Painting Buddhas
We duck our heads under the exposed wooden and metal foundation, slip off our shoes, and enter the lower level of the Stupa. The smell of paint is a surprise to an expectation of incense. We see two men, one donning the orange robe of a monk and the other a white smock with blue gloves, carefully slathering gold paint onto the miniature statues of the Buddha. Hundreds of Buddhas in all stages of painting lay perfectly organized on the floor. Hundreds more are neatly stacked in shelves on the surrounding walls.
“Hello”, we exhale to the two men painting.

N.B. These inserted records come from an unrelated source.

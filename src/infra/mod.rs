//! Infrastructure layer
//!
//! Handles filesystem access, cache directories and external build
//! processes.

pub mod dirs;
pub mod executor;
pub mod filesystem;
pub mod sandbox;
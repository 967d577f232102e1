//! Build command implementation
//!
//! Implements `pkgforge build`: run the engine until every package reached
//! a final state for this run.

use anyhow::{bail, Context, Result};
use std::path::Path;
use std::sync::Arc;

use crate::cli::output::{self, format_status_line, status, OutputConfig};
use crate::core::config::Overrides;
use crate::core::engine::{Engine, EngineEvent, RunSummary};
use crate::core::status::PackageStatus;
use crate::infra::executor::CommandExecutor;

/// Execute the build command
pub async fn execute(project_dir: &Path, overrides: &Overrides, dry_run: bool) -> Result<()> {
    let settings = super::load_settings(project_dir, overrides)?;
    if !settings.packages_dir.is_dir() {
        bail!(
            "No packages directory found at {}",
            settings.packages_dir.display()
        );
    }

    let executor = CommandExecutor::from_settings(&settings)
        .with_context(|| "Failed to set up the build executor")?;

    tracing::info!(
        "Building {} with {} builder(s) for {}",
        settings.project_dir.display(),
        settings.builders,
        settings.arch
    );

    let out = OutputConfig::current();
    let mut engine = Engine::open(&settings, Arc::new(executor))
        .await
        .with_context(|| "Failed to load project")?
        .with_dry_run(dry_run);

    let bar = out.shows_progress().then(output::create_build_bar);
    if let Some(bar) = &bar {
        let bar = bar.clone();
        engine = engine.with_observer(Box::new(move |event: &EngineEvent<'_>| match event {
            EngineEvent::JobStarted { package, builder } => {
                bar.inc_length(1);
                bar.set_message(format!("{package} on {builder}"));
            }
            EngineEvent::JobFinished { package, status } => {
                bar.inc(1);
                bar.println(format!(
                    "{} {package} {status}",
                    output::status_prefix(*status)
                ));
            }
            EngineEvent::Pass { .. } => {}
        }));
    }

    let result = engine.run().await;
    if let Some(bar) = &bar {
        bar.finish_and_clear();
    }
    let summary = result.with_context(|| "Build did not complete")?;

    report(&summary, &out)?;

    let failed = summary.count(PackageStatus::Failed);
    if failed > 0 {
        bail!("{failed} package(s) failed to build");
    }
    Ok(())
}

fn report(summary: &RunSummary, out: &OutputConfig) -> Result<()> {
    if out.json {
        println!("{}", serde_json::to_string_pretty(&summary.statuses)?);
        return Ok(());
    }
    if out.quiet {
        return Ok(());
    }

    for (id, entry) in &summary.statuses {
        if entry.status != PackageStatus::Succeeded {
            println!("{}", format_status_line(id, entry));
        }
    }

    println!(
        "\n{} {} succeeded, {} failed, {} blocked, {} scheduled ({} job(s), {} pass(es))",
        status::INFO,
        summary.count(PackageStatus::Succeeded),
        summary.count(PackageStatus::Failed),
        summary.count(PackageStatus::Blocked),
        summary.count(PackageStatus::Scheduled),
        summary.jobs,
        summary.passes
    );
    Ok(())
}
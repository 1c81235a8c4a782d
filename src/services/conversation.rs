// SPDX-License-Identifier: MIT
// Copyright 2026 Roland Dreier <roland@rolandd.dev>

//! Conversation engine: one learner utterance in, one tutor reply out.
//!
//! A turn resolves the situation and chat, assembles the prompt from the
//! situation template and the chat history, asks the model for a reply and an
//! end signal, and commits everything the turn produced in one transaction.
//! When the model ends the conversation the chat is closed in the same
//! transaction with a generated summary and feedback.

use chrono::Utc;
use serde_json::Value;
use std::sync::Arc;

use crate::db::{ChatClosure, Database, NewChat, TurnCommit};
use crate::error::{AppError, Result};
use crate::models::{Message, Situation, SituationChoice, User};
use crate::services::openai::{ChatMessage, CompletionRequest, LanguageModel, Role};
use crate::services::prompts::PromptStore;
use crate::services::review::{ReviewGenerator, TranscriptLine};

/// Prefix on every quoted prior turn.
pub const HISTORY_MARKER: &str = "[이전 대화 기록] ";
/// Prefix on the utterance the model should answer.
pub const LIVE_MARKER: &str = "[현재 메시지] ";
/// Reply used when the model output cannot be parsed.
pub const REPLY_PLACEHOLDER: &str = "응답을 처리할 수 없습니다.";

/// Result of one turn.
#[derive(Debug, Clone)]
pub struct TurnOutcome {
    pub chat_id: String,
    pub reply: String,
    pub situation: Situation,
    /// Completed learner/assistant pairs in the chat, this turn included
    pub message_count: usize,
    pub conversation_ended: bool,
}

/// The model's reply and end signal.
#[derive(Debug, Clone, PartialEq, Eq)]
pub struct ModelReply {
    pub text: String,
    pub ended: bool,
}

/// Runs conversation turns.
#[derive(Clone)]
pub struct ConversationEngine {
    db: Database,
    model: Arc<dyn LanguageModel>,
    prompts: PromptStore,
    reviewer: ReviewGenerator,
}

impl ConversationEngine {
    pub fn new(db: Database, model: Arc<dyn LanguageModel>, prompts: PromptStore) -> Self {
        let reviewer = ReviewGenerator::new(model.clone(), prompts.clone());
        Self {
            db,
            model,
            prompts,
            reviewer,
        }
    }

    /// Advance a conversation by one turn.
    ///
    /// Without `chat_id` a new chat is started. With it, the chat must be
    /// active and owned by `user`, otherwise the turn fails with
    /// [`AppError::ConversationNotFound`]. Nothing is written unless the
    /// whole turn succeeds.
    #[tracing::instrument(level = "info", skip(self, user, utterance), fields(user_id = %user.id))]
    pub async fn advance_turn(
        &self,
        user: &User,
        choice: SituationChoice,
        utterance: &str,
        chat_id: Option<&str>,
    ) -> Result<TurnOutcome> {
        let utterance = utterance.trim();
        if utterance.is_empty() {
            return Err(AppError::BadRequest(
                "Message must not be empty".to_string(),
            ));
        }

        let existing = match chat_id {
            Some(id) => Some(
                self.db
                    .get_active_chat(id, &user.id)
                    .await?
                    .ok_or(AppError::ConversationNotFound)?,
            ),
            None => None,
        };

        let situation = match (choice, &existing) {
            (SituationChoice::Fixed(situation), _) => situation,
            (SituationChoice::Random, Some(chat)) => chat.situation().unwrap_or_else(|| {
                tracing::warn!(
                    chat_id = %chat.id,
                    stored = %chat.situation,
                    "Stored situation is unknown, drawing a new one"
                );
                Situation::random(&mut rand::thread_rng())
            }),
            (SituationChoice::Random, None) => Situation::random(&mut rand::thread_rng()),
        };

        let (chat_id, new_chat, history) = match existing {
            Some(chat) => {
                let history = self.db.list_messages(&chat.id).await?;
                (chat.id, None, history)
            }
            None => {
                let id = uuid::Uuid::new_v4().to_string();
                let new_chat = NewChat {
                    id: id.clone(),
                    user_id: user.id.clone(),
                    situation: situation.as_str().to_string(),
                };
                (id, Some(new_chat), Vec::new())
            }
        };

        let profile = user
            .onboarding_profile()
            .ok_or(AppError::ProfileIncomplete)?;

        let instructions = self
            .prompts
            .situation_prompt(situation, &profile)
            .await
            .map_err(|e| AppError::Upstream(e.to_string()))?;

        let raw = self
            .model
            .complete(CompletionRequest {
                messages: build_turn_messages(&instructions, &history, utterance),
                temperature: 0.0,
                max_tokens: None,
                json_output: true,
            })
            .await?;
        let reply = parse_model_reply(&raw);

        let closure = if reply.ended {
            let mut transcript: Vec<TranscriptLine<'_>> = history
                .iter()
                .map(|m| TranscriptLine {
                    is_answer: m.is_answer,
                    text: &m.body,
                })
                .collect();
            transcript.push(TranscriptLine {
                is_answer: false,
                text: utterance,
            });
            transcript.push(TranscriptLine {
                is_answer: true,
                text: &reply.text,
            });

            let review = self.reviewer.review(&transcript, &profile).await?;
            Some(ChatClosure {
                summary: review.summary,
                feedback: review.feedback,
                completed_at: Utc::now(),
            })
        } else {
            None
        };

        self.db
            .commit_turn(&TurnCommit {
                new_chat,
                chat_id: chat_id.clone(),
                user_id: user.id.clone(),
                utterance: utterance.to_string(),
                reply: reply.text.clone(),
                closure,
            })
            .await?;

        let message_count = history.len() / 2 + 1;
        tracing::info!(
            chat_id = %chat_id,
            situation = %situation,
            message_count,
            ended = reply.ended,
            "Conversation turn committed"
        );

        Ok(TurnOutcome {
            chat_id,
            reply: reply.text,
            situation,
            message_count,
            conversation_ended: reply.ended,
        })
    }
}

/// Assemble the message list for a turn.
///
/// The system instructions come first, then every prior message tagged with
/// [`HISTORY_MARKER`], then the live utterance tagged with [`LIVE_MARKER`].
pub fn build_turn_messages(
    instructions: &str,
    history: &[Message],
    utterance: &str,
) -> Vec<ChatMessage> {
    let mut messages = Vec::with_capacity(history.len() + 2);
    messages.push(ChatMessage::new(Role::System, instructions));

    for message in history {
        let role = if message.is_answer {
            Role::Assistant
        } else {
            Role::User
        };
        messages.push(ChatMessage::new(
            role,
            format!("{}{}", HISTORY_MARKER, message.body),
        ));
    }

    messages.push(ChatMessage::new(
        Role::User,
        format!("{}{}", LIVE_MARKER, utterance),
    ));
    messages
}

/// Parse `{"response": ..., "end": ...}`, falling back to a fixed reply.
///
/// Only the `response` text decides whether the reply is usable. The end
/// flag is read from `end`, then from the legacy `error` key; anything but a
/// bool there counts as `false`.
pub fn parse_model_reply(raw: &str) -> ModelReply {
    let value = serde_json::from_str::<Value>(raw).ok();

    let Some(text) = value
        .as_ref()
        .and_then(|v| v.get("response"))
        .and_then(Value::as_str)
    else {
        tracing::warn!("Model reply was not usable, substituting placeholder");
        return ModelReply {
            text: REPLY_PLACEHOLDER.to_string(),
            ended: false,
        };
    };

    let ended = ["end", "error"]
        .iter()
        .find_map(|key| value.as_ref()?.get(*key)?.as_bool())
        .unwrap_or(false);

    ModelReply {
        text: text.to_string(),
        ended,
    }
}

The monk nods. The other man welcomes us. We later learn that he is a retired volunteer from St. Paul and also the treasurer of the Watt. His wife and another monk are busy cleaning and sorting the painted Buddhas, preparing them for placement in the upper Stupa for Visakha Puja, a ceremony celebrating birth, enlightenment, and death of the Buddha. The wife remarks about the Buddhas.
“They look beautiful don’t they?”
We agree passionately. How could we not when each Buddha is painted with three coats of gold paint, engraved with the name of the family who donated $200 for the right to buy a place in the Stupa for decades to come.
The Buddhas are lined up as if in a gigantic military exhibition, primed and ready to march off to battle all the suffering in the universe.
“I hope I finish on time” remarks the retiree, laughing. “We’ve painted 600 Buddhas, but there are still 400 left to go.”
The Buddhas are lined up as if in a gigantic military exhibition, primed and ready to march off to battle all the suffering in the universe.
Two months later, on a hot July day in 2016, the same man is still painting Buddhas. Now he only has 1000 Buddhas left to paint. These Buddhas will stay downstairs and be moved from the racks they are held in now to the ceiling ledges (as in the upper level).